AUTHOR=Li Wenhao , Boer Martin P. , Joosen Ronny V. L. , Zheng Chaozhi , Percival-Alwyn Lawrence , Cockram James , Van Eeuwijk Fred A. TITLE=Modeling QTL-by-environment interactions for multi-parent populations JOURNAL=Frontiers in Plant Science VOLUME=15 YEAR=2024 URL=https://www.frontiersin.org/journals/plant-science/articles/10.3389/fpls.2024.1410851 DOI=10.3389/fpls.2024.1410851 ISSN=1664-462X ABSTRACT=

Multi-parent populations (MPPs) are attractive for genetic and breeding studies because they combine genetic diversity with an easy-to-control population structure. Most methods for mapping QTLs in MPPs focus on the detection of QTLs in single environments. Little attention has been given to mapping QTLs in multienvironment trials (METs) and to detecting and modeling QTL-by-environment interactions (QEIs).

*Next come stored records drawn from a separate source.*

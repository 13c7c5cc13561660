//! Result records and their JSON shape.
//!
//! Both variants serialize as a flat JSON object. Absent values are written as
//! `null`, never skipped, so consumers always see the same keys.

use serde::{Deserialize, Serialize, Serializer};

/// Value of `player` in a failure record.
pub const NO_PLAYER: &str = "none";

/// Largest magnitude below which a whole `f64` is written as a JSON integer.
const MAX_EXACT_INTEGER: f64 = 9_007_199_254_740_992.0;

/// Snapshot of the current now-playing item.
#[derive(Debug, Clone, Default, PartialEq, Serialize, Deserialize)]
#[serde(rename_all = "camelCase")]
pub struct NowPlayingInfo {
    pub title: Option<String>,
    pub album: Option<String>,
    pub artist: Option<String>,

    /// Track length in seconds
    #[serde(serialize_with = "serialize_number")]
    pub duration: Option<f64>,

    /// Raw playback rate: 0 paused, 1 playing, other values as reported
    #[serde(serialize_with = "serialize_number")]
    pub playback_status: Option<f64>,

    /// Play position in seconds
    #[serde(serialize_with = "serialize_number")]
    pub elapsed: Option<f64>,

    /// Bundle identifier of the owning application
    pub player: Option<String>,
}

/// Why no snapshot could be taken.
#[derive(Debug, Clone, PartialEq, Serialize, Deserialize)]
#[serde(try_from = "ErrorFields")]
pub struct NowPlayingError {
    player: String,
    error: String,
}

#[derive(Deserialize)]
struct ErrorFields {
    player: String,
    error: String,
}

impl TryFrom<ErrorFields> for NowPlayingError {
    type Error = String;

    fn try_from(fields: ErrorFields) -> Result<Self, Self::Error> {
        if fields.player != NO_PLAYER {
            return Err(format!(
                "failure record must have player \"{NO_PLAYER}\", got \"{}\"",
                fields.player
            ));
        }
        Ok(Self::new(fields.error))
    }
}

impl NowPlayingError {
    pub fn new(message: impl Into<String>) -> Self {
        let mut error = message.into();
        if error.trim().is_empty() {
            error = "unknown error".to_string();
        }
        Self {
            player: NO_PLAYER.to_string(),
            error,
        }
    }

    pub fn message(&self) -> &str {
        &self.error
    }
}

/// Outcome of one query: exactly one of the two record shapes.
#[derive(Debug, Clone, PartialEq, Serialize, Deserialize)]
#[serde(untagged)]
pub enum NowPlaying {
    // Tried first when deserializing: only this shape has `error`.
    Failed(NowPlayingError),
    Playing(NowPlayingInfo),
}

impl NowPlaying {
    pub fn failure(message: impl Into<String>) -> Self {
        NowPlaying::Failed(NowPlayingError::new(message))
    }

    pub fn is_playing(&self) -> bool {
        matches!(self, NowPlaying::Playing(_))
    }

    /// Player identifier, or the failure sentinel.
    pub fn player(&self) -> Option<&str> {
        match self {
            NowPlaying::Playing(info) => info.player.as_deref(),
            NowPlaying::Failed(err) => Some(&err.player),
        }
    }

    /// Compact single-line JSON.
    pub fn to_json(&self) -> String {
        serde_json::to_string(self).unwrap_or_else(|err| fallback_json(&err.to_string()))
    }

    pub fn to_json_pretty(&self) -> String {
        serde_json::to_string_pretty(self).unwrap_or_else(|err| fallback_json(&err.to_string()))
    }
}

impl From<NowPlayingInfo> for NowPlaying {
    fn from(info: NowPlayingInfo) -> Self {
        NowPlaying::Playing(info)
    }
}

impl From<NowPlayingError> for NowPlaying {
    fn from(err: NowPlayingError) -> Self {
        NowPlaying::Failed(err)
    }
}

// serde_json only fails here on non-string map keys or a failing custom
// serializer, neither of which these types have. Still emit a valid record.
fn fallback_json(message: &str) -> String {
    let error = serde_json::Value::String(message.to_string());
    format!(r#"{{"player":"{NO_PLAYER}","error":{error}}}"#)
}

/// Write whole numbers as JSON integers (`200`, not `200.0`), like
/// JavaScript's `JSON.stringify`.
#[allow(clippy::trivially_copy_pass_by_ref, clippy::cast_possible_truncation)]
fn serialize_number<S: Serializer>(value: &Option<f64>, serializer: S) -> Result<S::Ok, S::Error> {
    match value {
        Some(n) if n.is_finite() && n.fract() == 0.0 && n.abs() < MAX_EXACT_INTEGER => {
            serializer.serialize_some(&(*n as i64))
        }
        Some(n) if n.is_finite() => serializer.serialize_some(n),
        _ => serializer.serialize_none(),
    }
}

#[cfg(test)]
mod tests {
    use super::*;
    use serde_json::{json, Value};

    fn song_a() -> NowPlayingInfo {
        NowPlayingInfo {
            title: Some("Song A".to_string()),
            album: None,
            artist: Some("Band B".to_string()),
            duration: Some(200.0),
            playback_status: Some(1.0),
            elapsed: Some(12.5),
            player: Some("com.apple.Music".to_string()),
        }
    }

    #[test]
    fn test_success_record_json() {
        let value: Value = serde_json::from_str(&NowPlaying::from(song_a()).to_json()).unwrap();
        assert_eq!(
            value,
            json!({
                "title": "Song A",
                "album": null,
                "artist": "Band B",
                "duration": 200,
                "playbackStatus": 1,
                "elapsed": 12.5,
                "player": "com.apple.Music"
            })
        );
    }

    #[test]
    fn test_whole_numbers_written_as_integers() {
        let json = NowPlaying::from(song_a()).to_json();
        assert!(json.contains(r#""duration":200,"#));
        assert!(json.contains(r#""playbackStatus":1,"#));
        assert!(json.contains(r#""elapsed":12.5,"#));
    }

    #[test]
    fn test_absent_fields_are_null_not_omitted() {
        let value: Value =
            serde_json::from_str(&NowPlaying::from(NowPlayingInfo::default()).to_json()).unwrap();
        let object = value.as_object().unwrap();
        assert_eq!(object.len(), 7);
        assert!(object.values().all(Value::is_null));
    }

    #[test]
    fn test_failure_record_json() {
        let value: Value =
            serde_json::from_str(&NowPlaying::failure("no now playing item").to_json()).unwrap();
        assert_eq!(value, json!({ "player": "none", "error": "no now playing item" }));
    }

    #[test]
    fn test_empty_diagnostic_is_replaced() {
        let err = NowPlayingError::new("  ");
        assert_eq!(err.message(), "unknown error");
    }

    #[test]
    fn test_player_accessor() {
        assert_eq!(NowPlaying::from(song_a()).player(), Some("com.apple.Music"));
        assert_eq!(NowPlaying::failure("x").player(), Some(NO_PLAYER));
        assert_eq!(NowPlaying::from(NowPlayingInfo::default()).player(), None);
    }

    #[test]
    fn test_parse_back_both_variants() {
        let playing = NowPlaying::from(song_a());
        let failed = NowPlaying::failure("MediaRemote not found");
        assert_eq!(serde_json::from_str::<NowPlaying>(&playing.to_json()).unwrap(), playing);
        assert_eq!(serde_json::from_str::<NowPlaying>(&failed.to_json()).unwrap(), failed);
    }

    #[test]
    fn test_failure_needs_sentinel_player() {
        let json = r#"{"player":"com.apple.Music","error":"y"}"#;
        let err = serde_json::from_str::<NowPlayingError>(json).unwrap_err();
        assert!(err.to_string().contains("must have player"));

        let parsed = serde_json::from_str::<NowPlaying>(json).unwrap();
        assert!(!matches!(parsed, NowPlaying::Failed(_)));
        assert_eq!(parsed.player(), Some("com.apple.Music"));
    }

    #[test]
    fn test_parsed_failure_keeps_message_rule() {
        let parsed: NowPlayingError =
            serde_json::from_str(r#"{"player":"none","error":""}"#).unwrap();
        assert_eq!(parsed, NowPlayingError::new("unknown error"));
    }

    #[test]
    fn test_negative_zero_and_large_values() {
        let info = NowPlayingInfo {
            elapsed: Some(-0.0),
            duration: Some(1.0e20),
            ..NowPlayingInfo::default()
        };
        let value: Value = serde_json::from_str(&NowPlaying::from(info).to_json()).unwrap();
        assert_eq!(value["elapsed"], json!(0));
        assert_eq!(value["duration"].as_f64(), Some(1.0e20));
    }

    #[test]
    fn test_fallback_json_is_valid() {
        let value: Value = serde_json::from_str(&fallback_json("bad \"quote\"")).unwrap();
        assert_eq!(value, json!({ "player": "none", "error": "bad \"quote\"" }));
    }
}

#[cfg(test)]
mod proptests {
    use super::*;
    use proptest::option;
    use proptest::prelude::*;
    use serde_json::Value;

    const SUCCESS_KEYS: [&str; 7] = [
        "title",
        "album",
        "artist",
        "duration",
        "playbackStatus",
        "elapsed",
        "player",
    ];

    // Multiples of 0.25 survive a JSON round trip exactly.
    #[allow(clippy::cast_precision_loss)]
    fn quarters(range: std::ops::Range<i64>) -> impl Strategy<Value = f64> {
        range.prop_map(|n| n as f64 / 4.0)
    }

    fn any_info() -> impl Strategy<Value = NowPlayingInfo> {
        (
            option::of(".{0,20}"),
            option::of(".{0,20}"),
            option::of(".{0,20}"),
            option::of(quarters(-4_000_000..4_000_000)),
            option::of(quarters(-16..16)),
            option::of(quarters(0..4_000_000)),
            option::of("[a-z]{1,8}(\\.[a-z]{1,8}){1,3}"),
        )
            .prop_map(|(title, album, artist, duration, playback_status, elapsed, player)| {
                NowPlayingInfo {
                    title,
                    album,
                    artist,
                    duration,
                    playback_status,
                    elapsed,
                    player,
                }
            })
    }

    fn any_record() -> impl Strategy<Value = NowPlaying> {
        prop_oneof![
            any_info().prop_map(NowPlaying::Playing),
            ".*".prop_map(|message: String| NowPlaying::failure(message)),
        ]
    }

    proptest! {
        #[test]
        fn prop_exactly_one_shape(record in any_record()) {
            let value: Value = serde_json::from_str(&record.to_json()).unwrap();
            let object = value.as_object().unwrap();
            if object.contains_key("error") {
                prop_assert_eq!(object.len(), 2);
                prop_assert_eq!(&object["player"], "none");
                prop_assert!(!object["error"].as_str().unwrap().trim().is_empty());
            } else {
                prop_assert_eq!(object.len(), SUCCESS_KEYS.len());
                for key in SUCCESS_KEYS {
                    prop_assert!(object.contains_key(key));
                }
            }
        }

        #[test]
        fn prop_numbers_survive_serialization(info in any_info()) {
            let json = NowPlaying::from(info.clone()).to_json();
            let value: Value = serde_json::from_str(&json).unwrap();
            prop_assert_eq!(value["duration"].as_f64(), info.duration);
            prop_assert_eq!(value["playbackStatus"].as_f64(), info.playback_status);
            prop_assert_eq!(value["elapsed"].as_f64(), info.elapsed);
        }
    }
}
//! MPRIS through `playerctl`.
//!
//! One `playerctl metadata` call with a custom format returns the player
//! instance and every field we need on a single line. MPRIS reports times in
//! microseconds and a status string instead of a rate, so both are mapped onto
//! the MediaRemote conventions here.

use anyhow::{Context, Result};
use log::debug;
use std::process::Command;
use std::time::Duration;

use super::{NowPlayingProvider, RawNowPlaying};
use crate::convert::ForeignValue;
use crate::info_bag::{InfoBag, InfoKey};
use crate::util;

const SEPARATOR: char = '\u{1f}';

/// `playerctl` template; field order matches [`parse_line`]
const FORMAT: &str = "{{playerInstance}}\u{1f}{{xesam:title}}\u{1f}{{xesam:album}}\u{1f}\
                      {{xesam:artist}}\u{1f}{{mpris:length}}\u{1f}{{status}}\u{1f}{{position}}";

const FIELD_COUNT: usize = 7;

const MPRIS_BUS_PREFIX: &str = "org.mpris.MediaPlayer2.";

pub struct PlayerctlProvider {
    timeout: Duration,
}

impl PlayerctlProvider {
    pub fn new(timeout: Duration) -> Self {
        Self { timeout }
    }
}

impl Default for PlayerctlProvider {
    fn default() -> Self {
        Self::new(util::DEFAULT_COMMAND_TIMEOUT)
    }
}

impl NowPlayingProvider for PlayerctlProvider {
    fn name(&self) -> &'static str {
        "playerctl"
    }

    fn query_now_playing(&self) -> Result<RawNowPlaying> {
        let stdout = util::run_checked(
            Command::new("playerctl").args(["metadata", "--format", FORMAT]),
            self.timeout,
        )
        .context("playerctl query failed")?;

        let line = stdout.strip_suffix('\n').unwrap_or(&stdout);
        debug!("playerctl: {}", line.replace(SEPARATOR, " | "));
        parse_line(line)
    }
}

/// Parse one formatted `playerctl metadata` line.
pub fn parse_line(line: &str) -> Result<RawNowPlaying> {
    let fields: Vec<&str> = line.split(SEPARATOR).collect();
    let [instance, title, album, artist, length, status, position] = fields[..] else {
        anyhow::bail!(
            "unexpected playerctl output: expected {FIELD_COUNT} fields, got {}",
            fields.len()
        );
    };

    if instance.is_empty() {
        anyhow::bail!("no active player");
    }

    let info = InfoBag::from_iter([
        (InfoKey::Title, text(title)),
        (InfoKey::Album, text(album)),
        (InfoKey::Artist, text(artist)),
        (InfoKey::Duration, microseconds(length)),
        (InfoKey::PlaybackRate, playback_rate(status)),
        (InfoKey::ElapsedTime, microseconds(position)),
    ]);

    Ok(RawNowPlaying {
        player: ForeignValue::Text(format!("{MPRIS_BUS_PREFIX}{instance}")),
        info,
    })
}

fn text(field: &str) -> ForeignValue {
    if field.is_empty() {
        ForeignValue::Null
    } else {
        ForeignValue::from(field)
    }
}

// Unparsable values stay text so conversion drops them like any other
// mistyped field.
fn microseconds(field: &str) -> ForeignValue {
    if field.is_empty() {
        return ForeignValue::Null;
    }
    match field.trim().parse::<f64>() {
        Ok(micros) => ForeignValue::Number(micros / 1_000_000.0),
        Err(_) => ForeignValue::from(field),
    }
}

fn playback_rate(status: &str) -> ForeignValue {
    match status {
        "" => ForeignValue::Null,
        "Playing" => ForeignValue::Number(1.0),
        "Paused" | "Stopped" => ForeignValue::Number(0.0),
        other => ForeignValue::Unsupported(format!("status {other}")),
    }
}
//! The now-playing information bag and the keys read from it.

use std::collections::HashMap;

use crate::convert::ForeignValue;

/// The six now-playing keys this crate reads.
#[derive(Debug, Clone, Copy, PartialEq, Eq, Hash)]
pub enum InfoKey {
    Title,
    Album,
    Artist,
    Duration,
    PlaybackRate,
    ElapsedTime,
}

impl InfoKey {
    pub const ALL: [InfoKey; 6] = [
        InfoKey::Title,
        InfoKey::Album,
        InfoKey::Artist,
        InfoKey::Duration,
        InfoKey::PlaybackRate,
        InfoKey::ElapsedTime,
    ];

    /// Key under which MediaRemote stores this value in `nowPlayingInfo`.
    pub fn media_remote_key(self) -> &'static str {
        match self {
            InfoKey::Title => "kMRMediaRemoteNowPlayingInfoTitle",
            InfoKey::Album => "kMRMediaRemoteNowPlayingInfoAlbum",
            InfoKey::Artist => "kMRMediaRemoteNowPlayingInfoArtist",
            InfoKey::Duration => "kMRMediaRemoteNowPlayingInfoDuration",
            InfoKey::PlaybackRate => "kMRMediaRemoteNowPlayingInfoPlaybackRate",
            InfoKey::ElapsedTime => "kMRMediaRemoteNowPlayingInfoElapsedTime",
        }
    }

    pub fn from_media_remote_key(key: &str) -> Option<InfoKey> {
        InfoKey::ALL
            .into_iter()
            .find(|candidate| candidate.media_remote_key() == key)
    }
}

/// Loosely-typed key/value bag describing the current item.
///
/// Any key may be missing; [`InfoBag::lookup`] treats that the same as a
/// stored null.
#[derive(Debug, Clone, Default, PartialEq)]
pub struct InfoBag {
    values: HashMap<InfoKey, ForeignValue>,
}

impl InfoBag {
    pub fn new() -> Self {
        Self::default()
    }

    pub fn insert(&mut self, key: InfoKey, value: ForeignValue) {
        self.values.insert(key, value);
    }

    pub fn lookup(&self, key: InfoKey) -> &ForeignValue {
        const MISSING: &ForeignValue = &ForeignValue::Null;
        self.values.get(&key).unwrap_or(MISSING)
    }

    pub fn len(&self) -> usize {
        self.values.len()
    }

    pub fn is_empty(&self) -> bool {
        self.values.is_empty()
    }
}

impl FromIterator<(InfoKey, ForeignValue)> for InfoBag {
    fn from_iter<I: IntoIterator<Item = (InfoKey, ForeignValue)>>(iter: I) -> Self {
        Self {
            values: iter.into_iter().collect(),
        }
    }
}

We present mixed model approaches for the detection and modeling of consistent versus environment-dependent QTLs, i.e., QTL-by-environment interaction (QEI). QTL effects are assumed to be normally distributed with variances expressing consistency or dependence on environments and families. The entries of the corresponding design matrices are functions of identity-by-descent (IBD) probabilities between parents and offspring and follow from the parental origin of offspring DNA. A polygenic effect is added to the models to account for background genetic variation. We illustrate the wide applicability of our method by analyzing several public MPP datasets with observations from METs. The examples include diallel, nested association mapping (NAM), and multi-parent advanced inter-cross (MAGIC) populations. The results of our approach compare favorably with those of previous studies that used tailored methods.